Scott: Well, I’m Leslie’s campaign manager.

Right, but that’s a finite job.

Scott: When the election’s over, when the campaign’s over, then yeah. I’m going to have to find a job of some sort.


Scott: I don’t know what it is. I have no idea.

What would you like it to be?

Scott: What would I like it to be? I don’t know. I think Ben thrives in number and politics and public service. I would hope it’s something in there. But at the same time I really like it when they throw me into situations I don’t like, so — I don’t know. I like seeing these characters really happy. I think it’s really nice. And they’re able to mine comedy out of people doing what they passionately love. It doesn’t have to be — the writers on this show seem to be able to mine laughs out of just about anything, so I kind of leave all of that to them because whatever idea I might have, theirs is always better.

What about the stop-motion animation thing as a potential career path?

Scott: Oh yeah. As anyone knows, a career in stop-motion animation is a lucrative, dependable one. I think it’s a real missed opportunity that Ben just let that one go. Not only is he talented, but I’m intrigued by that story he’s coming up with for that man who got up from a bed in a room.

He chose the music well.

Scott: Yes! R.E.M., “Stand.” You can’t get better than that.

Very subtle.

Scott: Yes. So I don’t know. I don’t know what it’s going to be. I’m sure they will find something.

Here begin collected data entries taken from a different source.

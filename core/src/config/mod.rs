//! Configuration module for toolflow core
//!
//! Only exports pure data types. All loading logic is in CLI layer.

pub mod types;
pub mod workflow;

pub use types::{ModelParams, Protocol, ResolvedLlmConfig};
pub use workflow::WorkflowConfig;
//! Workflow run tracing and replay

pub mod entry;
pub mod recorder;

pub use entry::{TraceEntry, TraceEvent};
pub use recorder::{Trace, TraceMetadata, TraceRecorder};
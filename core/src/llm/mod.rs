//! LLM client abstractions and implementations

pub mod client;
pub mod message;
pub mod providers;

pub use client::{ChatOptions, FinishReason, LlmClient, LlmResponse, Usage};
pub use message::{LlmMessage, MessageRole};
pub use providers::{create_client, AnthropicClient, OpenAiClient};
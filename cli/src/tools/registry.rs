//! CLI tool registry backed by the sample corpus

use anyhow::{anyhow, Context, Result};
use std::path::PathBuf;
use toolflow_core::router::DOCUMENT_UPLOAD;
use toolflow_core::{Tool, ToolRegistry, WorkflowConfig};
use tracing::info;

/// Create the registry with all built-in tools over the seeded index
pub fn create_cli_tool_registry(config: &WorkflowConfig) -> Result<ToolRegistry> {
    let store = super::seeded_store(config)?;
    let registry = ToolRegistry::with_builtin_tools(Some(store), config)?;
    Ok(registry)
}

/// Add local files to the index through the upload tool
pub async fn upload_documents(registry: &ToolRegistry, paths: &[PathBuf]) -> Result<Vec<String>> {
    let tool = registry
        .get(DOCUMENT_UPLOAD)
        .ok_or_else(|| anyhow!("Tool not registered: {}", DOCUMENT_UPLOAD))?;

    let mut replies = Vec::with_capacity(paths.len());
    for path in paths {
        let text = tokio::fs::read_to_string(path)
            .await
            .with_context(|| format!("Failed to read document: {}", path.display()))?;
        let reply = tool
            .run(&text)
            .await
            .with_context(|| format!("Failed to upload document: {}", path.display()))?;
        info!("{}: {}", path.display(), reply);
        replies.push(reply);
    }

    Ok(replies)
}

#[cfg(test)]
mod tests {
    use super::*;
    use toolflow_core::router::{CALCULATOR, RAG_SEARCH, TEXT_PROCESSOR};

    #[test]
    fn test_cli_registry_has_all_tools() {
        let registry = create_cli_tool_registry(&WorkflowConfig::default()).unwrap();
        assert_eq!(
            registry.list_tools(),
            vec![CALCULATOR, DOCUMENT_UPLOAD, RAG_SEARCH, TEXT_PROCESSOR]
        );
    }

    #[tokio::test]
    async fn test_upload_then_search() {
        let dir = tempfile::TempDir::new().unwrap();
        let path = dir.path().join("notes.txt");
        std::fs::write(&path, "Quokkatron is the codename of our retrieval test fixture.").unwrap();

        let registry = create_cli_tool_registry(&WorkflowConfig::default()).unwrap();
        let replies = upload_documents(&registry, &[path]).await.unwrap();
        assert_eq!(
            replies,
            vec!["문서가 성공적으로 추가되었습니다. 1개의 청크로 분할되었습니다.".to_string()]
        );

        let search = registry.get(RAG_SEARCH).unwrap();
        let result = search.run("quokkatron").await.unwrap();
        assert!(result.contains("1. Quokkatron"));
    }

    #[tokio::test]
    async fn test_missing_document_is_an_error() {
        let registry = create_cli_tool_registry(&WorkflowConfig::default()).unwrap();
        let result = upload_documents(&registry, &[PathBuf::from("/nonexistent/doc.txt")]).await;
        assert!(result.is_err());
    }
}
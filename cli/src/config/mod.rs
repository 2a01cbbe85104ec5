//! CLI configuration discovery and loading

pub mod loader;

pub use loader::{CliConfig, CliConfigLoader};
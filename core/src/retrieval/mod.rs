//! Document retrieval backing the search and upload tools

pub mod document;
pub mod memory;
pub mod splitter;

pub use document::Document;
pub use memory::InMemoryVectorStore;
pub use splitter::RecursiveTextSplitter;

use crate::error::Result;

/// Storage that answers nearest-passage queries
///
/// Implementations must be safe to call from several workflow invocations at
/// once.
pub trait VectorStore: Send + Sync {
    /// Index documents, returning how many were added
    fn add_documents(&self, documents: Vec<Document>) -> Result<usize>;

    /// Return up to `k` documents most similar to the query, best first
    fn similarity_search(&self, query: &str, k: usize) -> Result<Vec<Document>>;

    /// Number of indexed documents
    fn len(&self) -> Result<usize>;

    fn is_empty(&self) -> Result<bool> {
        Ok(self.len()? == 0)
    }
}
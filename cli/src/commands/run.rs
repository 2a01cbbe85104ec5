//! Query execution command

use crate::config::CliConfigLoader;
use crate::output::print_record;
use crate::tools::{create_cli_tool_registry, upload_documents};
use anyhow::Result;
use std::path::PathBuf;
use std::sync::Arc;
use toolflow_core::{TraceRecorder, WorkflowBuilder};
use tracing::{info, warn};

/// Queries run when none is given on the command line
pub const DEMO_QUERIES: [&str; 5] = [
    "2 + 3 * 4 계산해줘",
    "Hello World 텍스트를 분석해줘",
    "인공지능에 대해 알려줘",
    "머신러닝이란 무엇인가요?",
    "LangGraph에 대해 설명해줘",
];

/// Options shared by single-query and demo runs
#[derive(Debug, Clone, Default)]
pub struct RunOptions {
    /// Never call the LLM, even when credentials are configured
    pub no_llm: bool,
    /// Save a trace of every run to this file
    pub trace_file: Option<PathBuf>,
    /// Print records as JSON
    pub json: bool,
    /// Files added to the document index before running
    pub documents: Vec<PathBuf>,
}

/// Run queries through the workflow and print their records
pub async fn run_command(
    queries: Vec<String>,
    config_loader: CliConfigLoader,
    options: RunOptions,
) -> Result<()> {
    let config = config_loader.load().await?;

    let registry = create_cli_tool_registry(&config.workflow)?;
    if !options.documents.is_empty() {
        upload_documents(&registry, &options.documents).await?;
    }

    let mut builder = WorkflowBuilder::new(registry).with_config(config.workflow.clone());

    match &config.llm {
        Some(llm_config) if !options.no_llm => {
            info!("🤖 Using protocol: {}", llm_config.protocol.as_str());
            info!("🤖 Using model: {}", llm_config.model);
            builder = builder.with_llm_config(llm_config.clone());
        }
        _ => info!("Running without LLM, answers are raw tool results"),
    }

    if let Some(trace_file) = &options.trace_file {
        info!("📊 Trace file: {}", trace_file.display());
        builder = builder.with_trace_recorder(Arc::new(TraceRecorder::with_file(trace_file)));
    }

    let workflow = builder.build();
    if let Some(error) = workflow.init_error() {
        warn!("{}", error);
    }

    let mut records = Vec::with_capacity(queries.len());
    for query in &queries {
        info!("Executing query: {}", query);
        records.push(workflow.arun(query).await);
    }

    if options.json {
        let json = match records.as_slice() {
            [record] => serde_json::to_string_pretty(record)?,
            records => serde_json::to_string_pretty(records)?,
        };
        println!("{}", json);
        return Ok(());
    }

    for (i, record) in records.iter().enumerate() {
        if i > 0 {
            println!("\n{}\n", "-".repeat(50));
        }
        print_record(record);
    }

    Ok(())
}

Did you know Amy Poehler before you started working on the show?

Scott: I did not.

You had never met her at all?

Scott: We actually met one time at the “SNL” after-party. It must have been a year before I started the show? I don’t know if she even remembers that. We met super-quick, in passing. But yeah, I didn’t know her at all.

There’s a great chemistry between you.

Scott: Oh, thank you.

How did that develop? It seems odd to ask whether you worked on it, because it’s either there or it’s not.

Scott: Right. I don’t know, that’s a good question. I guess we just started working together and I loved working with her immediately. So I always felt very comfortable with Amy and she’s obviously hilarious. I mean, I think she’s, aside from hilarious, she’s one of the best actresses alive so I immediately felt so lucky to be there. I was so comfortable and thrilled that I got to do this.

Scott, Rashida Jones and Poehler. (Photo by: Tyler Golden/NBC) (NBC/TYLER GOLDEN/NBC)

Did you audition for Ben or did they come to you?

Scott: You know, I auditioned for the show back when it was a pilot. Before they had roles, really. Nick [Offerman] and I were auditioning at the same time. I think it was before they had characters really. Obviously I didn’t get it. A few years later — two years later? A year and a half? Something like that — when “Party Down” was winding down, they just asked if I wanted to join up. And I jumped at the chance.

So they had written the character with you in mind?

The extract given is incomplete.